Activity
All lines holding the string "SchoolBackend" should be copied from the data below.

Information
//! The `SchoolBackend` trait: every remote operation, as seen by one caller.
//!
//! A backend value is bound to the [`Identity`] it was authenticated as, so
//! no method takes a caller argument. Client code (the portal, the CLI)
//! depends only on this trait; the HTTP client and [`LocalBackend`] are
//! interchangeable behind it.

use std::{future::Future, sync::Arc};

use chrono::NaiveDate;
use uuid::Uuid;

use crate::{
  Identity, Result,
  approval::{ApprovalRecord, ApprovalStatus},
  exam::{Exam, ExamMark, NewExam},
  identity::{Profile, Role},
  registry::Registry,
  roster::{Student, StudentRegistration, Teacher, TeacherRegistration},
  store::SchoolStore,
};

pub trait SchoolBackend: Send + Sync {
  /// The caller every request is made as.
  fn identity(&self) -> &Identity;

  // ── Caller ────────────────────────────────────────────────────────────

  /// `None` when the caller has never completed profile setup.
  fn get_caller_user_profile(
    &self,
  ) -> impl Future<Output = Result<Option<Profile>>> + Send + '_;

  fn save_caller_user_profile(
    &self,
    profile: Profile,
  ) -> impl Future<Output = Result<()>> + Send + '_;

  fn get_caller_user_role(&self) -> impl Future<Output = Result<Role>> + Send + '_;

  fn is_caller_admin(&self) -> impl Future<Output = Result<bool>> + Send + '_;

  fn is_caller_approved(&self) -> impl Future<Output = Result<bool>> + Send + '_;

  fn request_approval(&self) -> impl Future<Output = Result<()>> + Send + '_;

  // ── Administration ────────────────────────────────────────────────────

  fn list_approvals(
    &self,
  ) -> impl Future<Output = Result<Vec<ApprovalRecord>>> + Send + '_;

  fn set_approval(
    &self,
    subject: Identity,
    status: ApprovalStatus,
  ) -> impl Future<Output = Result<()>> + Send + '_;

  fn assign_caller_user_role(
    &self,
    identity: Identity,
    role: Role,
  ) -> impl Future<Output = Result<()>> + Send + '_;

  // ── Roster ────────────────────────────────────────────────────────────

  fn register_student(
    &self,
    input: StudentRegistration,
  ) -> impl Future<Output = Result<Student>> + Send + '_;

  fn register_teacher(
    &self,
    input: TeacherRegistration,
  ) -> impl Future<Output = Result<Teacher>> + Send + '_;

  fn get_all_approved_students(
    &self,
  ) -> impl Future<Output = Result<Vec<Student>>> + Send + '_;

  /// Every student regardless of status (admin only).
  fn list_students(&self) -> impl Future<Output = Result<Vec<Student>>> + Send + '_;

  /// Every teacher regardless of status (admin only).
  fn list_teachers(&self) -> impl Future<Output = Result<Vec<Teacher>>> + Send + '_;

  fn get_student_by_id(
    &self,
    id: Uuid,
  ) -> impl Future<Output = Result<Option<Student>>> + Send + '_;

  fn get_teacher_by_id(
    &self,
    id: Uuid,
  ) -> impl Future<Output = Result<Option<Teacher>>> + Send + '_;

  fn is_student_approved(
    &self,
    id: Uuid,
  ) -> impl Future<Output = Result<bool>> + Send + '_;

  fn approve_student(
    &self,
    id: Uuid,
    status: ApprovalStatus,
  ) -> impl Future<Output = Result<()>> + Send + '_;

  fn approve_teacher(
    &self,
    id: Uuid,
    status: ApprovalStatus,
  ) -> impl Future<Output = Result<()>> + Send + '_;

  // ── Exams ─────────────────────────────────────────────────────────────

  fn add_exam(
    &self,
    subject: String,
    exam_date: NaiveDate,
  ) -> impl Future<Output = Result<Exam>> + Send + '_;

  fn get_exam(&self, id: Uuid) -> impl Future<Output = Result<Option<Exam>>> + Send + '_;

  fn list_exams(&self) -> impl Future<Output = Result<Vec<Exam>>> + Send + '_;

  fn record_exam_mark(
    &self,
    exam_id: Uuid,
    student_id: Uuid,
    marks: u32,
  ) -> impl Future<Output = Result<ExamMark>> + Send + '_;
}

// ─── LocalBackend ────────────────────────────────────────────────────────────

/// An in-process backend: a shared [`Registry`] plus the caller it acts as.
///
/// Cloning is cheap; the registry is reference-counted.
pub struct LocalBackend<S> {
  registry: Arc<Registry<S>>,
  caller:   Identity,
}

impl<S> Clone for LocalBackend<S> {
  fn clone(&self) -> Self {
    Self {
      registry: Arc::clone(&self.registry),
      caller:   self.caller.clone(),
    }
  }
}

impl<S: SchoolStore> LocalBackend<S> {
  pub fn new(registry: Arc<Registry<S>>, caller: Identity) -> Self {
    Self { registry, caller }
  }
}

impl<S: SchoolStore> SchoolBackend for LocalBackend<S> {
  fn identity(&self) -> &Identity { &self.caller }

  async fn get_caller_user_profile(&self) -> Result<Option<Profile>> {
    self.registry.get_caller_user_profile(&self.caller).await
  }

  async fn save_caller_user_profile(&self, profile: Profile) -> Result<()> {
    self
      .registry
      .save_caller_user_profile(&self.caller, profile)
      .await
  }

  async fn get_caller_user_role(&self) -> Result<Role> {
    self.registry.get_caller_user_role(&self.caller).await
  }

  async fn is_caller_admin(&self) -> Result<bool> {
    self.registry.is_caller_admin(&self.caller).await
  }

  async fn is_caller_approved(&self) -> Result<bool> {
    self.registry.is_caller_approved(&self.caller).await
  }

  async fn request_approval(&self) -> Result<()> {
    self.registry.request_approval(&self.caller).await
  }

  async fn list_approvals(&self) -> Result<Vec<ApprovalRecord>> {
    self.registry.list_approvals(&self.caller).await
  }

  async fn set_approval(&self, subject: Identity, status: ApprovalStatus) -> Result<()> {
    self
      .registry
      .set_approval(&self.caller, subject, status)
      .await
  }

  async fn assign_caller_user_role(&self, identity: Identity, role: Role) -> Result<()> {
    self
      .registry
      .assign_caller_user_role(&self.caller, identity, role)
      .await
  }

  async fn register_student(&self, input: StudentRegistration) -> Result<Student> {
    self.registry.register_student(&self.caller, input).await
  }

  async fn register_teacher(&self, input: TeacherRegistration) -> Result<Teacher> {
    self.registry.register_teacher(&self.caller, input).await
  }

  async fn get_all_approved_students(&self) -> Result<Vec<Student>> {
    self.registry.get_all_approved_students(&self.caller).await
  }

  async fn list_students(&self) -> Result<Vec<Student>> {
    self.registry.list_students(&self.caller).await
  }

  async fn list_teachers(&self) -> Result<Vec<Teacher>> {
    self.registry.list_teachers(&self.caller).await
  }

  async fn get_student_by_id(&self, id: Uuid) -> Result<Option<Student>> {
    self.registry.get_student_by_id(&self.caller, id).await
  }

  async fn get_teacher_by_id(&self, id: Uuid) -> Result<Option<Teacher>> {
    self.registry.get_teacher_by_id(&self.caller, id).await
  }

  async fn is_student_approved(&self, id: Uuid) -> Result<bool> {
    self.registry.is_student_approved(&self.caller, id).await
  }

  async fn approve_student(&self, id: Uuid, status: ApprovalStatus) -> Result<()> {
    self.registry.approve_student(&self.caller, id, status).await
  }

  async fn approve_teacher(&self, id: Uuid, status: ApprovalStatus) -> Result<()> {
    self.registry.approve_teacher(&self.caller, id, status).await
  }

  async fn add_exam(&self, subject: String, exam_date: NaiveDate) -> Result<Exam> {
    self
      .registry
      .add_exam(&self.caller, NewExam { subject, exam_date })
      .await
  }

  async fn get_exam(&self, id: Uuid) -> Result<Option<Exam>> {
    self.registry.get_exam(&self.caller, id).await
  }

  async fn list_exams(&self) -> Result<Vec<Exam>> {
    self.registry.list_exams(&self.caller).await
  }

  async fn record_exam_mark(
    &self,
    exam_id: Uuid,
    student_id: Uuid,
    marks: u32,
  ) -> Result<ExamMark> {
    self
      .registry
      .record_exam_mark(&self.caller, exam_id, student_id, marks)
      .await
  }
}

Solved exercise
//! The `SchoolBackend` trait: every remote operation, as seen by one caller.
pub trait SchoolBackend: Send + Sync {
impl<S: SchoolStore> SchoolBackend for LocalBackend<S> {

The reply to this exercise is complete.